Elements that should not be forgotten. A little bit of calm and tranquillity, if you please, with respect to the creation of a possible European Monetary Fund (EMF)! After reading some of the press on Tuesday morning and having listened to certain news items on the radio, we might get the impression that this mythical entity, known as Brussels, is on the point of making the decision and that the launch of this instrument is impending. I would like to point out, once again, that it would be a good idea to read our publication rather than trust some of the sensational headlines. In yesterday's publication, the headline on this subject already summarised what was happening: the European Commission is prepared to propose the setting up of an EMF but this project is linked to the strengthening of the “economic governance” of the eurozone. The new initiatives are, therefore, once again, located within the efforts being made to provide a balance between the two legs of Economic and Monetary Union (EMU): the monetary leg is strong and the economic leg is weak, which means the entity as a whole walks with a limp. An additional monetary instrument is justified if it makes possible the parallel reinforcement of economic and, above all, budgetary discipline. The development is making headway and the Commission is prepared to present a proposal, which must be evaluated whilst taking into account the following elements:
1. Preliminary work. France and Germany are already discussing the EMF project. Bilateral analyses and clarification were indispensable for the German government to accept the principle of the European Fund, on the condition that it would be linked to strengthening economic discipline. The preliminary discussions have already involved the Eurogroup, the European Central Bank, the European Commission and even the International Monetary Fund (IMF). The fact that the Commission was prepared to make a formal proposal had been informally indicated by Commissioner Olli Rehn in an interview and was confirmed by the Commission spokesperson on Monday. However, comments suggesting that the Commission would decide on the matter this week are inaccurate. This point is not on the agenda and will be mentioned under “other business” to announce a further decision. The intention to present the proposal before the end of the Spanish Presidency of the Council has been confirmed.
2. Explicit link. The link between the monetary proposal (the EMF) and economic discipline is explicit. The first text the Commission will present involves strengthening eurozone economic governance and is a preliminary condition (see our publication yesterday). According to some of the press, particularly that in Germany, Angela Merkel is said to have indicated that an amendment of the treaty would be required in this connection. This is a misunderstanding; the Chancellor was undoubtedly referring to the application of an article in the Lisbon Treaty, which stipulates that eurozone countries have the possibility of: a) enhancing coordination and supervision of their budgetary discipline; b) developing orientations in economic policy that concern them and ensuring their subsequent monitoring. Only eurozone countries can vote on the measures in question (article 136 of the Lisbon Treaty).

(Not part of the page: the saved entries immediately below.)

//! Apple Silicon variant detection
//!
//! Apple does not expose the chip variant directly; the brand string gives
//! the generation (M1..M4) and the performance/efficiency core counts give
//! the tier. Classification is a flat rule table evaluated top to bottom:
//! first rule whose generation matches and whose core minima are met wins.

use crate::error::{LauncherError, Result};
use crate::system::profiles::{profile_for, VariantProfile};
use serde::{Deserialize, Serialize};
use std::process::Command;
use tracing::warn;

/// Apple Silicon chip variant
#[derive(Debug, Clone, Copy, PartialEq, Eq, Hash, Serialize, Deserialize)]
#[allow(missing_docs)]
pub enum AppleVariant {
    M1Base,
    M1Pro,
    M1Max,
    M1Ultra,
    M2Base,
    M2Pro,
    M2Max,
    M2Ultra,
    M3Base,
    M3Pro,
    M3Max,
    M4Base,
    M4Pro,
    M4Max,
    /// Apple Silicon, but not a recognized variant
    Unknown,
}

impl AppleVariant {
    /// Label used in logs and reports (matches the preset table naming)
    pub fn as_str(&self) -> &'static str {
        match self {
            Self::M1Base => "M1_BASE",
            Self::M1Pro => "M1_PRO",
            Self::M1Max => "M1_MAX",
            Self::M1Ultra => "M1_ULTRA",
            Self::M2Base => "M2_BASE",
            Self::M2Pro => "M2_PRO",
            Self::M2Max => "M2_MAX",
            Self::M2Ultra => "M2_ULTRA",
            Self::M3Base => "M3_BASE",
            Self::M3Pro => "M3_PRO",
            Self::M3Max => "M3_MAX",
            Self::M4Base => "M4_BASE",
            Self::M4Pro => "M4_PRO",
            Self::M4Max => "M4_MAX",
            Self::Unknown => "UNKNOWN",
        }
    }

    /// Classify from the CPU brand string and physical core counts.
    ///
    /// `performance_cores` is `hw.perflevel0.physicalcpu`,
    /// `efficiency_cores` is `hw.perflevel1.physicalcpu`.
    pub fn classify(brand: &str, performance_cores: u32, efficiency_cores: u32) -> Self {
        let brand = brand.to_lowercase();
        for rule in VARIANT_RULES {
            if brand.contains(rule.generation)
                && performance_cores >= rule.min_performance_cores
                && efficiency_cores >= rule.min_efficiency_cores
            {
                return rule.variant;
            }
        }
        Self::Unknown
    }
}

impl std::fmt::Display for AppleVariant {
    fn fmt(&self, f: &mut std::fmt::Formatter<'_>) -> std::fmt::Result {
        f.write_str(self.as_str())
    }
}

struct VariantRule {
    generation: &'static str,
    min_performance_cores: u32,
    min_efficiency_cores: u32,
    variant: AppleVariant,
}

/// Ordered first-match-wins rule table. Within a generation the larger tier
/// must come first; newer generations come before older ones because the
/// brand string only ever names one generation.
const VARIANT_RULES: &[VariantRule] = &[
    // M4 (2024)
    VariantRule { generation: "m4", min_performance_cores: 14, min_efficiency_cores: 20, variant: AppleVariant::M4Max },
    VariantRule { generation: "m4", min_performance_cores: 12, min_efficiency_cores: 16, variant: AppleVariant::M4Pro },
    VariantRule { generation: "m4", min_performance_cores: 4, min_efficiency_cores: 6, variant: AppleVariant::M4Base },
    // M3 (2023)
    VariantRule { generation: "m3", min_performance_cores: 12, min_efficiency_cores: 16, variant: AppleVariant::M3Max },
    VariantRule { generation: "m3", min_performance_cores: 8, min_efficiency_cores: 4, variant: AppleVariant::M3Pro },
    VariantRule { generation: "m3", min_performance_cores: 4, min_efficiency_cores: 4, variant: AppleVariant::M3Base },
    // M2 (2022)
    VariantRule { generation: "m2", min_performance_cores: 8, min_efficiency_cores: 16, variant: AppleVariant::M2Ultra },
    VariantRule { generation: "m2", min_performance_cores: 8, min_efficiency_cores: 8, variant: AppleVariant::M2Max },
    VariantRule { generation: "m2", min_performance_cores: 6, min_efficiency_cores: 4, variant: AppleVariant::M2Pro },
    VariantRule { generation: "m2", min_performance_cores: 4, min_efficiency_cores: 4, variant: AppleVariant::M2Base },
    // M1 (2020-2021)
    VariantRule { generation: "m1", min_performance_cores: 8, min_efficiency_cores: 16, variant: AppleVariant::M1Ultra },
    VariantRule { generation: "m1", min_performance_cores: 8, min_efficiency_cores: 8, variant: AppleVariant::M1Max },
    VariantRule { generation: "m1", min_performance_cores: 6, min_efficiency_cores: 2, variant: AppleVariant::M1Pro },
    VariantRule { generation: "m1", min_performance_cores: 4, min_efficiency_cores: 4, variant: AppleVariant::M1Base },
];

/// Detected Apple Silicon chip with its resource preset
#[derive(Debug, Clone, Serialize)]
pub struct AppleSilicon {
    /// Chip variant label
    pub variant: AppleVariant,
    /// CPU brand string as reported by sysctl
    pub brand: String,
    /// Physical performance cores
    pub performance_cores: u32,
    /// Physical efficiency cores
    pub efficiency_cores: u32,
    /// Resource-limit preset for this variant
    #[serde(skip)]
    pub profile: &'static VariantProfile,
}

impl AppleSilicon {
    /// Detect the Apple Silicon variant of the current host. Returns None
    /// on non-Apple hosts; on an Apple host where the sysctl probes fail,
    /// returns the Unknown variant with the conservative preset.
    pub fn detect() -> Option<Self> {
        if !super::platform::is_apple_silicon_host() {
            return None;
        }

        let brand = match sysctl("machdep.cpu.brand_string") {
            Ok(b) => b,
            Err(e) => {
                warn!(error = %e, "could not read CPU brand string");
                return Some(Self::unknown(String::new()));
            }
        };
        let performance_cores = sysctl_u32("hw.perflevel0.physicalcpu").unwrap_or(0);
        let efficiency_cores = sysctl_u32("hw.perflevel1.physicalcpu").unwrap_or(0);

        let variant = AppleVariant::classify(&brand, performance_cores, efficiency_cores);
        Some(Self {
            variant,
            brand,
            performance_cores,
            efficiency_cores,
            profile: profile_for(variant),
        })
    }

    fn unknown(brand: String) -> Self {
        Self {
            variant: AppleVariant::Unknown,
            brand,
            performance_cores: 0,
            efficiency_cores: 0,
            profile: profile_for(AppleVariant::Unknown),
        }
    }
}

fn sysctl(name: &str) -> Result<String> {
    let output = Command::new("sysctl")
        .arg("-n")
        .arg(name)
        .output()
        .map_err(|e| LauncherError::detection(format!("sysctl {name}: {e}")))?;
    if !output.status.success() {
        return Err(LauncherError::detection(format!(
            "sysctl {name} exited with {}",
            output.status
        )));
    }
    Ok(String::from_utf8_lossy(&output.stdout).trim().to_string())
}

fn sysctl_u32(name: &str) -> Option<u32> {
    sysctl(name).ok()?.parse().ok()
}

#[cfg(test)]
mod tests {
    use super::*;

    #[test]
    fn test_m4_tiers() {
        assert_eq!(AppleVariant::classify("Apple M4 Max", 14, 20), AppleVariant::M4Max);
        assert_eq!(AppleVariant::classify("Apple M4 Pro", 12, 16), AppleVariant::M4Pro);
        assert_eq!(AppleVariant::classify("Apple M4", 4, 6), AppleVariant::M4Base);
        // Core counts below the base minima stay unclassified
        assert_eq!(AppleVariant::classify("Apple M4", 2, 2), AppleVariant::Unknown);
    }

    #[test]
    fn test_first_match_wins() {
        // An M2 Ultra's core counts also satisfy the Max and Pro rules;
        // the Ultra rule is listed first and must win.
        assert_eq!(AppleVariant::classify("Apple M2 Ultra", 16, 16), AppleVariant::M2Ultra);
        assert_eq!(AppleVariant::classify("Apple M2 Max", 8, 8), AppleVariant::M2Max);
    }

    #[test]
    fn test_m1_and_m3() {
        assert_eq!(AppleVariant::classify("Apple M1 Pro", 6, 2), AppleVariant::M1Pro);
        assert_eq!(AppleVariant::classify("Apple M1", 4, 4), AppleVariant::M1Base);
        assert_eq!(AppleVariant::classify("Apple M3 Max", 12, 16), AppleVariant::M3Max);
        assert_eq!(AppleVariant::classify("Apple M3 Pro", 8, 4), AppleVariant::M3Pro);
    }

    #[test]
    fn test_unknown_generation() {
        assert_eq!(AppleVariant::classify("Apple M9", 32, 32), AppleVariant::Unknown);
        assert_eq!(AppleVariant::classify("Intel(R) Xeon(R)", 16, 16), AppleVariant::Unknown);
    }

    #[test]
    fn test_case_insensitive_brand() {
        assert_eq!(AppleVariant::classify("apple m4 pro", 12, 16), AppleVariant::M4Pro);
    }
}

3. Discipline and monitoring. The creation of the EMF would therefore be preceded by the strengthening of budgetary disciplines and their supervision. The priority objective would be to safeguard the stability of the euro by providing effective control of speculation against member states in difficulty. The effect would be threefold: a) protection of the eurozone against international speculation; b) more efficient surveillance of respect for the rules, in an effort to prevent slippage; c) if necessary, monetary intervention in support of those agreeing to the necessary efforts to respect the rules.
4. Simple mechanism but complex implementation. The mechanism described appears simple but the details and implementation would involve a lot of problems, notably: a) the degree of the EMF's autonomy. Would decisions regarding funding be made by member states, or would management of the EMF remain largely autonomous (which is the case for the IMF)? b) Could sanctions against a country that does not respect the rules include the suspension of Community funding? These are just two examples.
A turning point in European construction? We can see that we are only at the beginning of a process that will be long and complex. The new instrument will not in any case be able to help towards solving the Greek crisis, except from a political and psychological point of view. In practice, this crisis appears to have triggered a powerful and definitive movement towards economic governance of the eurozone; that is to say, a genuine revolution in the way the European construction is devised and managed. Let's not get too carried away, the road ahead is still a long one, whatever some of the press headlines may suggest.